• ABOUT THIS TASK:
Report every line of the records that contains the word "trailing".

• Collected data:
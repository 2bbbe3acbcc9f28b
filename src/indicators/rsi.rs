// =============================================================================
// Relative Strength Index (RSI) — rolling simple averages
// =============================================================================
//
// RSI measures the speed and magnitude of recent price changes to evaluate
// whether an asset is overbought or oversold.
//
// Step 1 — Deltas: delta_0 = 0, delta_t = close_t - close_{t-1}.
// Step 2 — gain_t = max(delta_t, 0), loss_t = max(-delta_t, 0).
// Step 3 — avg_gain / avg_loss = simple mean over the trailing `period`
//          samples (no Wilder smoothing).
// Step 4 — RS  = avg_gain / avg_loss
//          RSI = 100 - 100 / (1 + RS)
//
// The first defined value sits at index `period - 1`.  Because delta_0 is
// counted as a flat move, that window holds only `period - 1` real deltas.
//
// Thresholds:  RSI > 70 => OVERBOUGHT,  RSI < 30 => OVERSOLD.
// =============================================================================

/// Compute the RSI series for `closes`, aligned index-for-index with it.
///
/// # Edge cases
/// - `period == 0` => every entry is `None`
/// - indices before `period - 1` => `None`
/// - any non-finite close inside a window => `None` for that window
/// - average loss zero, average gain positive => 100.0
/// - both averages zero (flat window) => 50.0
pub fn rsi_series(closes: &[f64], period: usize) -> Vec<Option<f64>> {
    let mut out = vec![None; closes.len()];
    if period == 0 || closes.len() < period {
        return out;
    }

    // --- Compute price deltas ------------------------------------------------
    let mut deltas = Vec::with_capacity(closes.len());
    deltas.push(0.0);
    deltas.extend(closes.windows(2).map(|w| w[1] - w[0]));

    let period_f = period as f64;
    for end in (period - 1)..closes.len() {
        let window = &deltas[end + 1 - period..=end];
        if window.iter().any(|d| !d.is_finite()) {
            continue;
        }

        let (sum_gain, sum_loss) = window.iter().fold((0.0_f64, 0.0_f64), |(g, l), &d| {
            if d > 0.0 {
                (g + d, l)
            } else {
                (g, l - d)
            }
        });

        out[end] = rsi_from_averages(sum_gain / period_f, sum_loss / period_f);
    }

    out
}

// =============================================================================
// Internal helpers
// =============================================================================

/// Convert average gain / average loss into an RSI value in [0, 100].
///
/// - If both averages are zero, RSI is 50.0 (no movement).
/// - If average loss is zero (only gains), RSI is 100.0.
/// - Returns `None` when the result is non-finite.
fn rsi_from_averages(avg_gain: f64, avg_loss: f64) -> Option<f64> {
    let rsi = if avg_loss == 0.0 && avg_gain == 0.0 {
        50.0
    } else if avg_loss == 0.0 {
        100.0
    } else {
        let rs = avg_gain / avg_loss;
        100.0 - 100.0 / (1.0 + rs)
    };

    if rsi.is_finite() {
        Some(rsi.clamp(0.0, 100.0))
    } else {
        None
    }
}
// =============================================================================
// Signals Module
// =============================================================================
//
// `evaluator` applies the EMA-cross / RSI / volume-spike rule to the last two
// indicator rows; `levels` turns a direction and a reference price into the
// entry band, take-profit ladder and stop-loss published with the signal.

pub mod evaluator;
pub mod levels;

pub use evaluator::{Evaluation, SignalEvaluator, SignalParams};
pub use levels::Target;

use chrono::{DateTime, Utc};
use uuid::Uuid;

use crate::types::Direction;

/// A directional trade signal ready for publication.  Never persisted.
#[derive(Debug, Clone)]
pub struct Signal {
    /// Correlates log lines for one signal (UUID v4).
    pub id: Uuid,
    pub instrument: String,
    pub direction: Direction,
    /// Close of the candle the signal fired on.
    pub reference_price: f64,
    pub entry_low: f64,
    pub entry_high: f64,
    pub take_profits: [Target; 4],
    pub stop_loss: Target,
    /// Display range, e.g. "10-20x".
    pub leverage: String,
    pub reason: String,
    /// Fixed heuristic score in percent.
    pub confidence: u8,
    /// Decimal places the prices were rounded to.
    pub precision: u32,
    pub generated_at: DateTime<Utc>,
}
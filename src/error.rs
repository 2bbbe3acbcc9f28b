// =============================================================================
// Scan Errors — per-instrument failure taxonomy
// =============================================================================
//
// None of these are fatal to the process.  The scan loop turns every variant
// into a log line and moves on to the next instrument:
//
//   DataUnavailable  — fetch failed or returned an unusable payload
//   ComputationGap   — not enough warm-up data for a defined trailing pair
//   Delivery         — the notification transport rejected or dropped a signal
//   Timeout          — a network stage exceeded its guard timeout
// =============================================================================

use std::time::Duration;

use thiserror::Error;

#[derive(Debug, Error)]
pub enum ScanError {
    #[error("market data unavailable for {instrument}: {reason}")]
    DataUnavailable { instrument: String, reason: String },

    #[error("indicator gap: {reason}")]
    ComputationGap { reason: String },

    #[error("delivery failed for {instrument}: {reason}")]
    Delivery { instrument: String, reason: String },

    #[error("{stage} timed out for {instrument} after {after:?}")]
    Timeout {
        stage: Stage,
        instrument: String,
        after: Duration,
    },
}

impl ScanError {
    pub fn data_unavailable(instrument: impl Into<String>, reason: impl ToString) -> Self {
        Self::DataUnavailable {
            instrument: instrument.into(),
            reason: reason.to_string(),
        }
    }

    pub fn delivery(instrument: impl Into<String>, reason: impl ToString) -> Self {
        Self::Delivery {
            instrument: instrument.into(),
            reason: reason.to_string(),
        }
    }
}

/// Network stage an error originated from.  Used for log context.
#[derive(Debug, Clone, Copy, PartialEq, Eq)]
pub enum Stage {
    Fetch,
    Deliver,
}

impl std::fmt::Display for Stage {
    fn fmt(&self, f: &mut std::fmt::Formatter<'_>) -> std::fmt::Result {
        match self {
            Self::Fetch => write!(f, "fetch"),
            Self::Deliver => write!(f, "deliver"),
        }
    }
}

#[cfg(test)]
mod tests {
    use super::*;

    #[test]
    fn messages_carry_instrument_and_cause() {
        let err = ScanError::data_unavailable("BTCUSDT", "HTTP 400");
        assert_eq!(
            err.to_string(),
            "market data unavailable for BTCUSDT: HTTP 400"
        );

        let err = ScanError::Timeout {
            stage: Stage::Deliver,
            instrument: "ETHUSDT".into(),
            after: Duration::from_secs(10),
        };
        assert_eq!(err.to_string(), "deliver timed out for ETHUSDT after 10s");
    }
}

• RESPONSE TO THIS TASK:
// Step 3 — avg_gain / avg_loss = simple mean over the trailing `period`
//   ComputationGap   — not enough warm-up data for a defined trailing pair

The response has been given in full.